Task goal: Would you please transcribe, exactly as written, the lines of the entries below starting at the one that holds "pub struct CognitoProvider" and ending at the one that holds "impl IdentityProvider for", both included?

(Stored data)

Segment Open

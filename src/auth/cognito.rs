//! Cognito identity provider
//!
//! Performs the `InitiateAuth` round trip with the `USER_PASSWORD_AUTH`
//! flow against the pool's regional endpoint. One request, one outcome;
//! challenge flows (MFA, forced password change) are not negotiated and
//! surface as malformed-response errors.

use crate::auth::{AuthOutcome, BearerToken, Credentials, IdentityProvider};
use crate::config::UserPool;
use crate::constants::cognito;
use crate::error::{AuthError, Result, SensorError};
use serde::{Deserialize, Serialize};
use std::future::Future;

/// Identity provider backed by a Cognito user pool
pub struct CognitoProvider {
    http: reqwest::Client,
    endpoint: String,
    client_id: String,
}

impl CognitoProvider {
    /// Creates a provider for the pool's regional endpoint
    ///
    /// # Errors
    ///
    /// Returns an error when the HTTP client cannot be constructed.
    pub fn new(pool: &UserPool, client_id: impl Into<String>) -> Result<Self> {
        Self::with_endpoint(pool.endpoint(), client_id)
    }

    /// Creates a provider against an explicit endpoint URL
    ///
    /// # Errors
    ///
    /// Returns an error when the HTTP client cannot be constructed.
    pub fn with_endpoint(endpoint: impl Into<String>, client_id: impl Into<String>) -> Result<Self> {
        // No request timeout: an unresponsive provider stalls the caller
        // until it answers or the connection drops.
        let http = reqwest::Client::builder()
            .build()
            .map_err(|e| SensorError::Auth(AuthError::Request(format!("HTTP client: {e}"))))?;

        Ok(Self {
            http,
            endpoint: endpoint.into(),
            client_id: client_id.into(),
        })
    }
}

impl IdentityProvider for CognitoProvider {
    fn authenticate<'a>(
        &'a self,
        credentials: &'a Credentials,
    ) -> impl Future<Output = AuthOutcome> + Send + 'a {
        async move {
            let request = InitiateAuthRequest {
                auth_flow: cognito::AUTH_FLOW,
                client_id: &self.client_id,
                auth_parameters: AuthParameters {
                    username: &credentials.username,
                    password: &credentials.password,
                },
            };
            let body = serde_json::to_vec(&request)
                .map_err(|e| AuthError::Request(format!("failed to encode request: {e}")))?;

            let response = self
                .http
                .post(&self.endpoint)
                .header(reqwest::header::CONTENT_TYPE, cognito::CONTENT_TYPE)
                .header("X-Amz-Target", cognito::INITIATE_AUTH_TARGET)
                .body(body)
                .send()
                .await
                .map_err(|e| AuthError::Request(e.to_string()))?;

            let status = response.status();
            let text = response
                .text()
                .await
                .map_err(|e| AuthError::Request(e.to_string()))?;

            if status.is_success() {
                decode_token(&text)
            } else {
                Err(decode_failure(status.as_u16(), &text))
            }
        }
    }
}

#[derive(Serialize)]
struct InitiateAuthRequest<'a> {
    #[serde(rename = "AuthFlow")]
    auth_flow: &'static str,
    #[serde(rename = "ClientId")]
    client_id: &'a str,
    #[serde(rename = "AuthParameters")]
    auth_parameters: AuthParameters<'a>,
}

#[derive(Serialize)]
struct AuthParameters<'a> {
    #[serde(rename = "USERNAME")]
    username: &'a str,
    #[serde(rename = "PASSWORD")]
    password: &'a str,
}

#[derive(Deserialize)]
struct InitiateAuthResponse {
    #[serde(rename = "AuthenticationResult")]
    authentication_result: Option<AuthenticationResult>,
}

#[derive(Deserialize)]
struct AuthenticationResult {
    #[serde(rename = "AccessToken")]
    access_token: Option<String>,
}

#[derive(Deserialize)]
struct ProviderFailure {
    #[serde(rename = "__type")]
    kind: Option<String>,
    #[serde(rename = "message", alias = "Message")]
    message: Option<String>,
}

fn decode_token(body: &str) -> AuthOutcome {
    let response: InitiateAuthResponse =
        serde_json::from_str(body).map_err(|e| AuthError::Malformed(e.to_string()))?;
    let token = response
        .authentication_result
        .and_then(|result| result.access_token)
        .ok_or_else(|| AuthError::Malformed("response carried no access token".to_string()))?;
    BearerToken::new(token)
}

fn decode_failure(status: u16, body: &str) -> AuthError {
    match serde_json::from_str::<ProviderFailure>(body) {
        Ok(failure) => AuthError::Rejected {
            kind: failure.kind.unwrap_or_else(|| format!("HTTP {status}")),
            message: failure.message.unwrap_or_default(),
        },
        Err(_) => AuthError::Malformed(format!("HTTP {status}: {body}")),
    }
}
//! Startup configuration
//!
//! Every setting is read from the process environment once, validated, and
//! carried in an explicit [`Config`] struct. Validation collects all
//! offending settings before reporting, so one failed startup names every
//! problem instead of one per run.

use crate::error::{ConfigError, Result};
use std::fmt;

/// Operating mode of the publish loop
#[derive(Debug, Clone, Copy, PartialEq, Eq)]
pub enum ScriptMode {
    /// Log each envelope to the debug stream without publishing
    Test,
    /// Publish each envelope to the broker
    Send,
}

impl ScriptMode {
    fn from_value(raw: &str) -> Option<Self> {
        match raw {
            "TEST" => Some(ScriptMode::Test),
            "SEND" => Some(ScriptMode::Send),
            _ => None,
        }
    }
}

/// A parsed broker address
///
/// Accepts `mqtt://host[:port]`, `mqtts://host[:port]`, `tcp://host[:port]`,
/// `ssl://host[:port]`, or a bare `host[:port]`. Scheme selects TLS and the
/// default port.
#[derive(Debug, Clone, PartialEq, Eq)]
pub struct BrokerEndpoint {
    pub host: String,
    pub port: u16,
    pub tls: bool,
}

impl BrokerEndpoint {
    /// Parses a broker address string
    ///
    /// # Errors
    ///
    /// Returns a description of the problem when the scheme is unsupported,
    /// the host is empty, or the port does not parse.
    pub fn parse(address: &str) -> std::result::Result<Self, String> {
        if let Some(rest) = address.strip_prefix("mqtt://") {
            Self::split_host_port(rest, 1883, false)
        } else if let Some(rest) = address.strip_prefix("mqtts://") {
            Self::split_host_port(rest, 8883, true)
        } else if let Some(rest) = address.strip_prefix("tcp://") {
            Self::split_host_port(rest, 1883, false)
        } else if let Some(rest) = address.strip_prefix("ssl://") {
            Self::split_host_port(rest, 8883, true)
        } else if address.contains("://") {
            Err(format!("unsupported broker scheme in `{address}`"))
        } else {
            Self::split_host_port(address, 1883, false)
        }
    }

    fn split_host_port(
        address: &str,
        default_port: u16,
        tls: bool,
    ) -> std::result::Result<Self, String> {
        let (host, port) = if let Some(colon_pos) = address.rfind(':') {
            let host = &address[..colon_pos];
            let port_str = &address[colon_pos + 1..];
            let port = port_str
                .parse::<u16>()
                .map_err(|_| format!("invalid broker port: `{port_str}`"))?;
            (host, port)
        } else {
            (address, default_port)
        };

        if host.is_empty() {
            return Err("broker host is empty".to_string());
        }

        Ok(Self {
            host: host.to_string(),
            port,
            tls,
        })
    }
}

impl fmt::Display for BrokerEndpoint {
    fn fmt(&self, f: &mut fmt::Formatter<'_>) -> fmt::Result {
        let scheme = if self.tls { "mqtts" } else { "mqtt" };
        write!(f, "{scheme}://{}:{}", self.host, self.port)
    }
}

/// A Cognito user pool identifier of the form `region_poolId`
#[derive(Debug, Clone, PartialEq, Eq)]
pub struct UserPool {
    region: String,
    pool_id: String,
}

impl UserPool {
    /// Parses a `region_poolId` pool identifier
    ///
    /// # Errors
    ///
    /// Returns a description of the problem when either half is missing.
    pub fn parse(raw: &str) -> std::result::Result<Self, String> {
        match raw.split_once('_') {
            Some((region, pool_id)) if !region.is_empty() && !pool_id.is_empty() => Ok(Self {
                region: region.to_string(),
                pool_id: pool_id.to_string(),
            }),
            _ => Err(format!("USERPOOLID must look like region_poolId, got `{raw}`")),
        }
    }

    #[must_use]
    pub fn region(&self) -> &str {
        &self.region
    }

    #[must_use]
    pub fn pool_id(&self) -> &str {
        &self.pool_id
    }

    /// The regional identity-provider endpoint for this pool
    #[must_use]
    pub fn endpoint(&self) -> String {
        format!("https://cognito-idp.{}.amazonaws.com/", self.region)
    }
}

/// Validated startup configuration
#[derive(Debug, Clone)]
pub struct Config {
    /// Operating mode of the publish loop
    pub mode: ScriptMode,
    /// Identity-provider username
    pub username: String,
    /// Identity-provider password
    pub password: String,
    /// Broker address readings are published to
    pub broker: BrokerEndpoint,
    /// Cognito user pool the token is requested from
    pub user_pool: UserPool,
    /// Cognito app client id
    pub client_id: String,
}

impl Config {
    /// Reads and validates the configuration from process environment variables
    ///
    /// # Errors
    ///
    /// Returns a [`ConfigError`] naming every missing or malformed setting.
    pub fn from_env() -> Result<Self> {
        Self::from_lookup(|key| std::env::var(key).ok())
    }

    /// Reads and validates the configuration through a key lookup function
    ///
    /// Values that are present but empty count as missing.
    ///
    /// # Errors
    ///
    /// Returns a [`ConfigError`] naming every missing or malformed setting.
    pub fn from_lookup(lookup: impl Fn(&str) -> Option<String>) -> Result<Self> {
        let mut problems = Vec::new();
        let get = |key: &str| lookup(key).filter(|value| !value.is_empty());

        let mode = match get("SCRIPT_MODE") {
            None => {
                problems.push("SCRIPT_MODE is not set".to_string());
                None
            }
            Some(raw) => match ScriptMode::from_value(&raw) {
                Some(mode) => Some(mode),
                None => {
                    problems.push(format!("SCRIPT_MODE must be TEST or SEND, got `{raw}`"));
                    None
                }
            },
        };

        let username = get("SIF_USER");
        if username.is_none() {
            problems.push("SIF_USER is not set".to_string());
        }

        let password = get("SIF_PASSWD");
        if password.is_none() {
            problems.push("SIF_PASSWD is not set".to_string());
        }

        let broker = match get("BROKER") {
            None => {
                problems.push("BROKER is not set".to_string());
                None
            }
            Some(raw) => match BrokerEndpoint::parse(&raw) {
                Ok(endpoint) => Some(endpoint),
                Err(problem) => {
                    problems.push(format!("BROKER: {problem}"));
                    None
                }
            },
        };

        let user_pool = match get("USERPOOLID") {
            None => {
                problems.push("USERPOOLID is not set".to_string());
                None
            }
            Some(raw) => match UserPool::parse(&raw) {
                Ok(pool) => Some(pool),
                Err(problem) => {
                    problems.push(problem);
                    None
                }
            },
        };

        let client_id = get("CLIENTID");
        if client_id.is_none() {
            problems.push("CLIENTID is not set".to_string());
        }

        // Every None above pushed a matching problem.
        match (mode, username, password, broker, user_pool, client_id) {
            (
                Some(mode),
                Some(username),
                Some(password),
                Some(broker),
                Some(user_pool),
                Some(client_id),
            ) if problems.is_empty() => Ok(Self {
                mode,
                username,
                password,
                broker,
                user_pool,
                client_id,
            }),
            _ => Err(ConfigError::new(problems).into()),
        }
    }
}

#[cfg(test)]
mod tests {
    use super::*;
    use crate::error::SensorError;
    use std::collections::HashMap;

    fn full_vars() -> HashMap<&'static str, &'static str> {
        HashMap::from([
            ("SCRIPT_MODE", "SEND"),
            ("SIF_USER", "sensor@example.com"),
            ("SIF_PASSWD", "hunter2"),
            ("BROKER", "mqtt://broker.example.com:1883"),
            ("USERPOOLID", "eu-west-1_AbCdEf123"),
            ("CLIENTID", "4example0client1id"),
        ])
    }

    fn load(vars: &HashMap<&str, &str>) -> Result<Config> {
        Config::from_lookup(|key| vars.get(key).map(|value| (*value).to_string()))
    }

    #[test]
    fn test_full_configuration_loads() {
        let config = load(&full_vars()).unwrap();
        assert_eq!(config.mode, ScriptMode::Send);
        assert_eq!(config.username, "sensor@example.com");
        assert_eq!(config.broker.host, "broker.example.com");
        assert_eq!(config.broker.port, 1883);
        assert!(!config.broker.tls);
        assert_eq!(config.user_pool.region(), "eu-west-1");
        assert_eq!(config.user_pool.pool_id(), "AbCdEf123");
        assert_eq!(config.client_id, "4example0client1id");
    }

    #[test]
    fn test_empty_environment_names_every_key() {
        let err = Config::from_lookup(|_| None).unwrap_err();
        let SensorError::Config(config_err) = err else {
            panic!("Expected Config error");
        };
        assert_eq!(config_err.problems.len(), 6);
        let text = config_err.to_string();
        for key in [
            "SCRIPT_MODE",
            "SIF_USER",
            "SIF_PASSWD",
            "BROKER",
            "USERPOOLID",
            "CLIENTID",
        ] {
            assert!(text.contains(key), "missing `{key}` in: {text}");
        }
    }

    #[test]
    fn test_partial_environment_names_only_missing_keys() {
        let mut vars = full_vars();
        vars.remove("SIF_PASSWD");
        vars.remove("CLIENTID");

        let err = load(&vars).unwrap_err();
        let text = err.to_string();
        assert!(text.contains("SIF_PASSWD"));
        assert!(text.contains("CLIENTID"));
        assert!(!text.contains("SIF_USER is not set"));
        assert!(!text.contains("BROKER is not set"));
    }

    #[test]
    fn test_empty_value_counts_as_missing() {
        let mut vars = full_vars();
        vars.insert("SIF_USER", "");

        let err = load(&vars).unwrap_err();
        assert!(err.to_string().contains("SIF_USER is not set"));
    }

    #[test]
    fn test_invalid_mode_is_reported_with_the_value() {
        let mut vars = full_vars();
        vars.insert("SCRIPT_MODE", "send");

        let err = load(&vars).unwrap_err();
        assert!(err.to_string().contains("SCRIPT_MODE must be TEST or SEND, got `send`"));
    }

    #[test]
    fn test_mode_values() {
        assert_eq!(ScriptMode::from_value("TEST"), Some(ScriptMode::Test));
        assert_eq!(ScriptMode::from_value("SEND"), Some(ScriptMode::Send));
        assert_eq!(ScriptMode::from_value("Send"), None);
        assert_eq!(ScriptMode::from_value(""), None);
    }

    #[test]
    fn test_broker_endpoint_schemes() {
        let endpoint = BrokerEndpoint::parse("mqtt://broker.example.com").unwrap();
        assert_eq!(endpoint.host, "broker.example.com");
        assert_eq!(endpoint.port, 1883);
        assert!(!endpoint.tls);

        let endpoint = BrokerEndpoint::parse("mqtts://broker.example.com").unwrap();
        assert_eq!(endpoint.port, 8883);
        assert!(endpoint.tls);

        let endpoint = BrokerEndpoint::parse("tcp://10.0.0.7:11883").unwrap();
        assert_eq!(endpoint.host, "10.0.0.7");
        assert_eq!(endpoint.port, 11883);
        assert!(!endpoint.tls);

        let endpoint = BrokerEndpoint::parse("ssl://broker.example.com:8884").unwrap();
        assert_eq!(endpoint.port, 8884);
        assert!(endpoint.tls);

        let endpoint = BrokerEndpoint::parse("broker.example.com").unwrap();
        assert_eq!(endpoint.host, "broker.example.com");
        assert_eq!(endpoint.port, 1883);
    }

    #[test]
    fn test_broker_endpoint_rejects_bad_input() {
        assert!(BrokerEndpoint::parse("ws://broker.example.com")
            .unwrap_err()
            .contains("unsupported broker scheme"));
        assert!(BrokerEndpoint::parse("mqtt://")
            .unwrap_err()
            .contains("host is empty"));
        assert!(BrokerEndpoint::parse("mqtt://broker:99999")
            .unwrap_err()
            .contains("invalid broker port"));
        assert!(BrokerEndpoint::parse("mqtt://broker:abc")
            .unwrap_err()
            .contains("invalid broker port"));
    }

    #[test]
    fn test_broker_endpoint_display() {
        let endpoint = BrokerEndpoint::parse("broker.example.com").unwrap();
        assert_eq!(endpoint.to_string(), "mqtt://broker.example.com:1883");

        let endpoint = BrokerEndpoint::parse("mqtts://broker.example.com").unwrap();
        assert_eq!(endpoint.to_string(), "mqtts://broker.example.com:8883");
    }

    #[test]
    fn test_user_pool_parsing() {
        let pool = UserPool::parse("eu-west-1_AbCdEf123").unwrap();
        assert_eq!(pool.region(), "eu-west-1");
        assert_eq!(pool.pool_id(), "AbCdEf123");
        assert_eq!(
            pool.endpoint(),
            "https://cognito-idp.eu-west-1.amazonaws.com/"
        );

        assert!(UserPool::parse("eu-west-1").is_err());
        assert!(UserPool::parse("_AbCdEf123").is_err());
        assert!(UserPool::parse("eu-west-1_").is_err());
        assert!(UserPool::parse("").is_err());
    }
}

Segment Closed

Reply:
pub struct CognitoProvider {
    http: reqwest::Client,
    endpoint: String,
    client_id: String,
}

impl CognitoProvider {
    /// Creates a provider for the pool's regional endpoint
    ///
    /// # Errors
    ///
    /// Returns an error when the HTTP client cannot be constructed.
    pub fn new(pool: &UserPool, client_id: impl Into<String>) -> Result<Self> {
        Self::with_endpoint(pool.endpoint(), client_id)
    }

    /// Creates a provider against an explicit endpoint URL
    ///
    /// # Errors
    ///
    /// Returns an error when the HTTP client cannot be constructed.
    pub fn with_endpoint(endpoint: impl Into<String>, client_id: impl Into<String>) -> Result<Self> {
        // No request timeout: an unresponsive provider stalls the caller
        // until it answers or the connection drops.
        let http = reqwest::Client::builder()
            .build()
            .map_err(|e| SensorError::Auth(AuthError::Request(format!("HTTP client: {e}"))))?;

        Ok(Self {
            http,
            endpoint: endpoint.into(),
            client_id: client_id.into(),
        })
    }
}

impl IdentityProvider for CognitoProvider {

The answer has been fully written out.